Tell Chippedprop, if your ESC is Lipo compatible.
That means if your Low Voltage Cutoff (LVC) is compatible with lipoly requirements. So for 3S (3V cutoff per cell), you need to have a setting for 9V cutoff. And its max voltage needs to be adequate for 3S lipoly.

Post link to the ESC or manual so Chippedprop can help you quicker and easier.
Tell him what prop you are using and any AMP readings that you may have taken.

_________

Here is some off the hip wild guess work: I don’t believe I’ve heard more than 85 MPH for that motor…and those might have been wild guesses by some folks.
Assuming 85 MPH…let’s compare the power it needs to 100 MPH.
85MPH / 100MPH = 0.85 new speed is 0.85 times the reference 100 MPH speed(which needs 600W).
0.85 X 0.85 X 0.85 = 0.614 times the power is needed.
0.614 X 600W = 368W , (Now let’s assume 10.5V under load)
368W / 10.5V = 35A My wild guess is that this is the most AMPs you will need.
3S-2100 20C should be plenty….or 3S-2500 15C for longer flight duration if you like.


If your ESC is 3S Lipoly compatible I would try keeping it for a while till you get some AMP readings.

Same prop that you ran on 8 cell NiMh/NiCd will now draw more AMPs on 3S lipoly due to higher voltage.

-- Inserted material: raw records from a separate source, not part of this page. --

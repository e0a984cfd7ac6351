//! Shared application state injected into all Axum handlers.

use std::sync::Arc;

use crate::domain::EventBus;
use crate::service::LedgerService;

/// Shared application state available to all handlers via Axum's
/// `State` extractor.
#[derive(Debug, Clone)]
pub struct AppState {
    /// Ledger service for all business logic.
    pub ledger_service: Arc<LedgerService>,
    /// Event bus for WebSocket subscriptions.
    pub event_bus: EventBus,
}

impl AppState {
    /// Builds the state around a service, sharing its event bus.
    #[must_use]
    pub fn new(ledger_service: Arc<LedgerService>) -> Self {
        let event_bus = ledger_service.event_bus().clone();
        Self {
            ledger_service,
            event_bus,
        }
    }
}
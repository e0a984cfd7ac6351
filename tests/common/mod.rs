//! Shared harness for integration tests.

#![allow(dead_code, clippy::panic)]

use std::sync::Arc;

use axum::Router;
use axum::body::Body;
use axum::http::{Method, Request, StatusCode};
use axum::routing::get;
use serde_json::Value;
use tower::ServiceExt;

use poola_gateway::api;
use poola_gateway::app_state::AppState;
use poola_gateway::domain::{Address, EventBus};
use poola_gateway::gateway::{
    AssetGateway, InMemoryAssetGateway, InMemoryValueTransfer, ValueTransfer,
};
use poola_gateway::service::{LedgerService, TradeEngine};
use poola_gateway::ws::handler::ws_handler;

pub const LEDGER: &str = "0xledger";
pub const TOKEN: &str = "0xtoken";
pub const OWNER: &str = "0xa";
pub const BUYER: &str = "0xb";

/// Router plus handles on the in-memory collaborators behind it.
pub struct Harness {
    pub app: Router,
    pub assets: Arc<InMemoryAssetGateway>,
    pub value: Arc<InMemoryValueTransfer>,
}

pub fn addr(s: &str) -> Address {
    let Ok(a) = Address::parse(s) else {
        panic!("valid address: {s}");
    };
    a
}

impl Harness {
    pub fn new() -> Self {
        let assets = Arc::new(InMemoryAssetGateway::new(addr(LEDGER)));
        let value = Arc::new(InMemoryValueTransfer::new());
        let engine = TradeEngine::new(
            addr(LEDGER),
            Arc::clone(&assets) as Arc<dyn AssetGateway>,
            Arc::clone(&value) as Arc<dyn ValueTransfer>,
        );
        let service = Arc::new(LedgerService::new(engine, EventBus::new(64)));
        let app = Router::new()
            .merge(api::build_router())
            .route("/ws", get(ws_handler))
            .with_state(AppState::new(service));
        Self { app, assets, value }
    }

    /// Gives `holder` asset units to deposit.
    pub fn mint(&self, holder: &str, amount: u128) {
        self.assets.mint(&addr(TOKEN), &addr(holder), amount);
    }

    pub fn asset_balance(&self, holder: &str) -> u128 {
        self.assets.balance(&addr(TOKEN), &addr(holder))
    }

    pub async fn send(
        &self,
        method: Method,
        uri: &str,
        caller: Option<&str>,
        body: Option<Value>,
    ) -> (StatusCode, Value) {
        let mut builder = Request::builder().method(method).uri(uri);
        if let Some(caller) = caller {
            builder = builder.header("x-account-id", caller);
        }
        let request = match body {
            Some(json) => builder
                .header("content-type", "application/json")
                .body(Body::from(json.to_string())),
            None => builder.body(Body::empty()),
        };
        let Ok(request) = request else {
            panic!("valid request");
        };
        let Ok(response) = self.app.clone().oneshot(request).await;
        let status = response.status();
        let Ok(bytes) = axum::body::to_bytes(response.into_body(), usize::MAX).await else {
            panic!("readable body");
        };
        let json = serde_json::from_slice(&bytes).unwrap_or(Value::Null);
        (status, json)
    }

    pub async fn create_pool(&self, caller: &str, name: &str, price: &str) -> (StatusCode, Value) {
        self.send(
            Method::POST,
            "/api/v1/pools",
            Some(caller),
            Some(serde_json::json!({ "name": name, "asset": TOKEN, "price_per_unit": price })),
        )
        .await
    }

    pub async fn deposit(
        &self,
        caller: &str,
        pool: &str,
        amount: &str,
        paid_value: &str,
    ) -> (StatusCode, Value) {
        self.send(
            Method::POST,
            &format!("/api/v1/pools/{pool}/deposit"),
            Some(caller),
            Some(serde_json::json!({ "amount": amount, "paid_value": paid_value })),
        )
        .await
    }

    pub async fn buy(&self, caller: &str, pool: &str, amount: &str, payment: Value) -> (StatusCode, Value) {
        self.send(
            Method::POST,
            &format!("/api/v1/pools/{pool}/buy"),
            Some(caller),
            Some(serde_json::json!({ "amount": amount, "payment": payment })),
        )
        .await
    }

    pub async fn withdraw(&self, caller: &str, amount: &str) -> (StatusCode, Value) {
        self.send(
            Method::POST,
            "/api/v1/withdraw",
            Some(caller),
            Some(serde_json::json!({ "amount": amount })),
        )
        .await
    }

    pub async fn allowance(&self, account: &str) -> String {
        let (status, body) = self
            .send(Method::GET, &format!("/api/v1/allowances/{account}"), None, None)
            .await;
        assert_eq!(status, StatusCode::OK);
        body["allowance"].as_str().unwrap_or_default().to_string()
    }

    pub async fn pool(&self, name: &str) -> (StatusCode, Value) {
        self.send(Method::GET, &format!("/api/v1/pools/{name}"), None, None)
            .await
    }
}

/// Extracts the numeric error code from an error response.
pub fn error_code(body: &Value) -> u64 {
    body["error"]["code"].as_u64().unwrap_or_default()
}
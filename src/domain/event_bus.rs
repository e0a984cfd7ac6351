//! Fan-out of committed ledger changes.
//!
//! The ledger service publishes one [`LedgerEvent`] per committed
//! operation; rejected or rolled-back operations publish nothing. Each
//! WebSocket connection holds its own receiver and filters by pool.

use tokio::sync::broadcast;

use super::LedgerEvent;

/// Cloneable handle on a `tokio::broadcast` ring of [`LedgerEvent`]s.
///
/// A receiver that falls more than `capacity` events behind skips the
/// oldest ones and sees `RecvError::Lagged`.
#[derive(Debug, Clone)]
pub struct EventBus {
    sender: broadcast::Sender<LedgerEvent>,
}

impl EventBus {
    /// Creates a bus buffering up to `capacity` events per receiver.
    /// A zero capacity is raised to 1.
    #[must_use]
    pub fn new(capacity: usize) -> Self {
        let (sender, _) = broadcast::channel(capacity.max(1));
        Self { sender }
    }

    /// Sends `event` to every live receiver and returns how many got it.
    /// With no receivers the event is discarded and 0 is returned.
    pub fn publish(&self, event: LedgerEvent) -> usize {
        self.sender.send(event).unwrap_or(0)
    }

    /// Opens a receiver that sees events published from now on.
    #[must_use]
    pub fn subscribe(&self) -> broadcast::Receiver<LedgerEvent> {
        self.sender.subscribe()
    }

    /// Number of live receivers.
    #[must_use]
    pub fn receiver_count(&self) -> usize {
        self.sender.receiver_count()
    }
}

#[cfg(test)]
#[allow(clippy::panic)]
mod tests {
    use super::*;
    use crate::domain::Address;
    use chrono::Utc;

    fn make_event(account: &str) -> LedgerEvent {
        let Ok(account) = Address::parse(account) else {
            panic!("valid address");
        };
        LedgerEvent::Withdrawn {
            account,
            amount: "5".to_string(),
            remaining: "0".to_string(),
            timestamp: Utc::now(),
        }
    }

    #[test]
    fn publish_without_receivers_returns_zero() {
        let bus = EventBus::new(100);
        assert_eq!(bus.publish(make_event("0xa")), 0);
    }

    #[test]
    fn zero_capacity_is_clamped() {
        let bus = EventBus::new(0);
        let _rx = bus.subscribe();
        assert_eq!(bus.publish(make_event("0xa")), 1);
    }

    #[tokio::test]
    async fn multiple_subscribers_receive_same_event() {
        let bus = EventBus::new(100);
        let mut rx1 = bus.subscribe();
        let mut rx2 = bus.subscribe();

        assert_eq!(bus.publish(make_event("0xa")), 2);

        let (Ok(e1), Ok(e2)) = (rx1.recv().await, rx2.recv().await) else {
            panic!("receivers failed");
        };
        assert_eq!(e1.event_type_str(), "withdrawn");
        assert_eq!(e2.event_type_str(), "withdrawn");
    }

    #[test]
    fn receiver_count_tracks_subscribers() {
        let bus = EventBus::new(100);
        assert_eq!(bus.receiver_count(), 0);

        let rx1 = bus.subscribe();
        let _rx2 = bus.subscribe();
        assert_eq!(bus.receiver_count(), 2);

        drop(rx1);
        assert_eq!(bus.receiver_count(), 1);
    }

    #[tokio::test]
    async fn lagging_receiver_skips_oldest() {
        let bus = EventBus::new(2);
        let mut rx = bus.subscribe();
        for account in ["0xa", "0xb", "0xc"] {
            bus.publish(make_event(account));
        }

        assert!(matches!(
            rx.recv().await,
            Err(broadcast::error::RecvError::Lagged(1))
        ));
        let Ok(LedgerEvent::Withdrawn { account, .. }) = rx.recv().await else {
            panic!("expected withdrawn event");
        };
        assert_eq!(account.as_str(), "0xb");
    }
}
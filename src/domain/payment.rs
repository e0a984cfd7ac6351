//! Purchase payment modes.

use serde::{Deserialize, Serialize};

/// How a purchase is paid for.
///
/// The mode is always stated explicitly by the buyer rather than inferred
/// from whether a value accompanies the call.
#[derive(Debug, Clone, Copy, PartialEq, Eq)]
pub enum Payment {
    /// Native value attached to the call; must equal the purchase cost.
    Value(u128),
    /// Cost is debited from the buyer's allowance; no value is attached.
    Allowance,
}

impl Payment {
    /// Returns the mode discriminator without the attached amount.
    #[must_use]
    pub const fn mode(&self) -> PaymentMode {
        match self {
            Self::Value(_) => PaymentMode::Value,
            Self::Allowance => PaymentMode::Allowance,
        }
    }
}

/// Payment mode discriminator as carried in events and API payloads.
#[derive(Debug, Clone, Copy, PartialEq, Eq, Serialize, Deserialize)]
#[serde(rename_all = "snake_case")]
pub enum PaymentMode {
    /// Paid with attached native value.
    Value,
    /// Paid from accumulated allowance.
    Allowance,
}
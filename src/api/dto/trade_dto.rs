//! Deposit, purchase, withdrawal and allowance DTOs.

use chrono::{DateTime, Utc};
use serde::{Deserialize, Serialize};
use utoipa::ToSchema;

use super::common_dto::parse_amount;
use crate::domain::{Payment, PaymentMode};
use crate::error::GatewayError;

/// Request body for `POST /pools/{name}/deposit`.
#[derive(Debug, Deserialize, ToSchema)]
pub struct DepositRequest {
    /// Asset units to deposit (string-encoded u128).
    pub amount: String,
    /// Native value attached to the deposit (string-encoded u128).
    pub paid_value: String,
}

/// Response body for `POST /pools/{name}/deposit`.
#[derive(Debug, Serialize, ToSchema)]
pub struct DepositResponse {
    /// Pool name.
    pub pool: String,
    /// Asset units deposited.
    pub amount: String,
    /// Native value credited to the owner.
    pub credited: String,
    /// Pool size after the deposit.
    pub new_size: String,
    /// Owner allowance after the deposit.
    pub owner_allowance: String,
    /// Execution timestamp.
    pub executed_at: DateTime<Utc>,
}

/// Explicit payment mode for a purchase.
#[derive(Debug, Clone, Deserialize, ToSchema)]
#[serde(tag = "mode", rename_all = "snake_case")]
pub enum PaymentDto {
    /// Native value attached to the call.
    Value {
        /// Attached native value (string-encoded u128).
        paid_value: String,
    },
    /// Debit the buyer's allowance.
    Allowance,
}

impl PaymentDto {
    /// Converts into the domain payment.
    ///
    /// # Errors
    ///
    /// Returns [`GatewayError::InvalidRequest`] if `paid_value` is malformed.
    pub fn to_payment(&self) -> Result<Payment, GatewayError> {
        match self {
            Self::Value { paid_value } => Ok(Payment::Value(parse_amount("paid_value", paid_value)?)),
            Self::Allowance => Ok(Payment::Allowance),
        }
    }
}

/// Request body for `POST /pools/{name}/buy`.
#[derive(Debug, Deserialize, ToSchema)]
pub struct BuyRequest {
    /// Asset units to buy (string-encoded u128).
    pub amount: String,
    /// How the purchase is paid.
    pub payment: PaymentDto,
}

/// Response body for `POST /pools/{name}/buy`.
#[derive(Debug, Serialize, ToSchema)]
pub struct BuyResponse {
    /// Pool name.
    pub pool: String,
    /// Asset units bought.
    pub amount: String,
    /// Native value charged.
    pub cost: String,
    /// Payment mode used.
    #[schema(value_type = String)]
    pub payment_mode: PaymentMode,
    /// Pool size after the purchase.
    pub new_size: String,
    /// Execution timestamp.
    pub executed_at: DateTime<Utc>,
}

/// Request body for `POST /withdraw`.
#[derive(Debug, Deserialize, ToSchema)]
pub struct WithdrawRequest {
    /// Native value to withdraw (string-encoded u128).
    pub amount: String,
}

/// Response body for `POST /withdraw`.
#[derive(Debug, Serialize, ToSchema)]
pub struct WithdrawResponse {
    /// Withdrawing account.
    pub account: String,
    /// Native value sent.
    pub amount: String,
    /// Allowance remaining.
    pub remaining: String,
    /// Execution timestamp.
    pub executed_at: DateTime<Utc>,
}

/// Response body for `GET /allowances/{account}`.
#[derive(Debug, Serialize, ToSchema)]
pub struct AllowanceResponse {
    /// Account address.
    pub account: String,
    /// Allowance balance (string-encoded u128).
    pub allowance: String,
}
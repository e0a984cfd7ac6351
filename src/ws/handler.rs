//! Axum WebSocket upgrade handler.

use std::sync::Arc;

use axum::extract::State;
use axum::extract::ws::WebSocketUpgrade;
use axum::response::IntoResponse;

use super::connection::run_connection;
use crate::app_state::AppState;

/// `GET /ws` — Upgrade HTTP connection to WebSocket.
pub async fn ws_handler(ws: WebSocketUpgrade, State(state): State<AppState>) -> impl IntoResponse {
    let event_rx = state.event_bus.subscribe();
    let ledger_service = Arc::clone(&state.ledger_service);

    ws.on_upgrade(move |socket| run_connection(socket, event_rx, ledger_service))
}
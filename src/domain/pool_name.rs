//! Type-safe pool name.
//!
//! [`PoolName`] is the unique, immutable key of a pool. It wraps a
//! validated `String` so that arbitrary text cannot be confused with a
//! registry key.

use std::borrow::Borrow;
use std::fmt;

use serde::{Deserialize, Deserializer, Serialize};

use crate::error::LedgerError;

/// Maximum pool name length, in characters.
pub const MAX_POOL_NAME_LEN: usize = 100;

/// Unique name of a pool.
///
/// Used as the dictionary key in [`super::PoolRegistry`], event
/// discriminator, and WebSocket subscription target.
#[derive(Debug, Clone, PartialEq, Eq, Hash, PartialOrd, Ord, Serialize)]
#[serde(transparent)]
pub struct PoolName(String);

impl PoolName {
    /// Validates and wraps a pool name.
    ///
    /// # Errors
    ///
    /// Returns [`LedgerError::InvalidPoolName`] if the name is empty, longer
    /// than [`MAX_POOL_NAME_LEN`] characters, or has surrounding whitespace.
    pub fn new(name: impl Into<String>) -> Result<Self, LedgerError> {
        let name = name.into();
        if name.is_empty()
            || name.chars().count() > MAX_POOL_NAME_LEN
            || name.trim().len() != name.len()
        {
            return Err(LedgerError::InvalidPoolName(name));
        }
        Ok(Self(name))
    }

    /// Returns the name as a string slice.
    #[must_use]
    pub fn as_str(&self) -> &str {
        &self.0
    }
}

impl fmt::Display for PoolName {
    fn fmt(&self, f: &mut fmt::Formatter<'_>) -> fmt::Result {
        f.write_str(&self.0)
    }
}

impl Borrow<str> for PoolName {
    fn borrow(&self) -> &str {
        &self.0
    }
}

impl<'de> Deserialize<'de> for PoolName {
    fn deserialize<D: Deserializer<'de>>(deserializer: D) -> Result<Self, D::Error> {
        let raw = String::deserialize(deserializer)?;
        Self::new(raw).map_err(serde::de::Error::custom)
    }
}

Not that you are trying to keep same amps or anything, but if you did want to flow the same amps, then you must reduce prop size a little as compared to whatever you are using now.

I think you should stick with this ESC if it is lipoly compatible and save your money for a complete upgrade later on if you decide to get a large power increase.
For 75-80 MPH, 30A ESCs should be plenty as long as it is 3S lipoly compatible….consider increasing air to the ESC and away from the ESC by opening up the side air vents and modifying the very rear slots on the rear cover.


The guys on the thread will help answer your other questions.

***Use Yahoo and Google search engines to get prop data for that motor. I have seen a few test results on it, and even a table of data...not sure where it was, so start looking if you don't have a wattmeter or if you want an idea before a battery purchase.

__________________________________________________ _

Flightops_69, sirpa, and moparmyway are set.


sirpa,

Thanks for the detailed write up, I realize the extra effort that it took.

__________________________________________________

jonwhatley,

That beach in the video has been my backyard for 30 years.....I know it so well. The frontage roads inclines at the end of the beach and there is a GREAT restaurant there. Been there few times even one Valentine day....that water is so cold and it is usually windy there. Be careful with getting sand in that motor.

Awesome video...please keep them coming....Stinson beach next????? and don't claim you took a wrong turn if you get to a nude beach on the way.
Make sure the brakes on your car work well.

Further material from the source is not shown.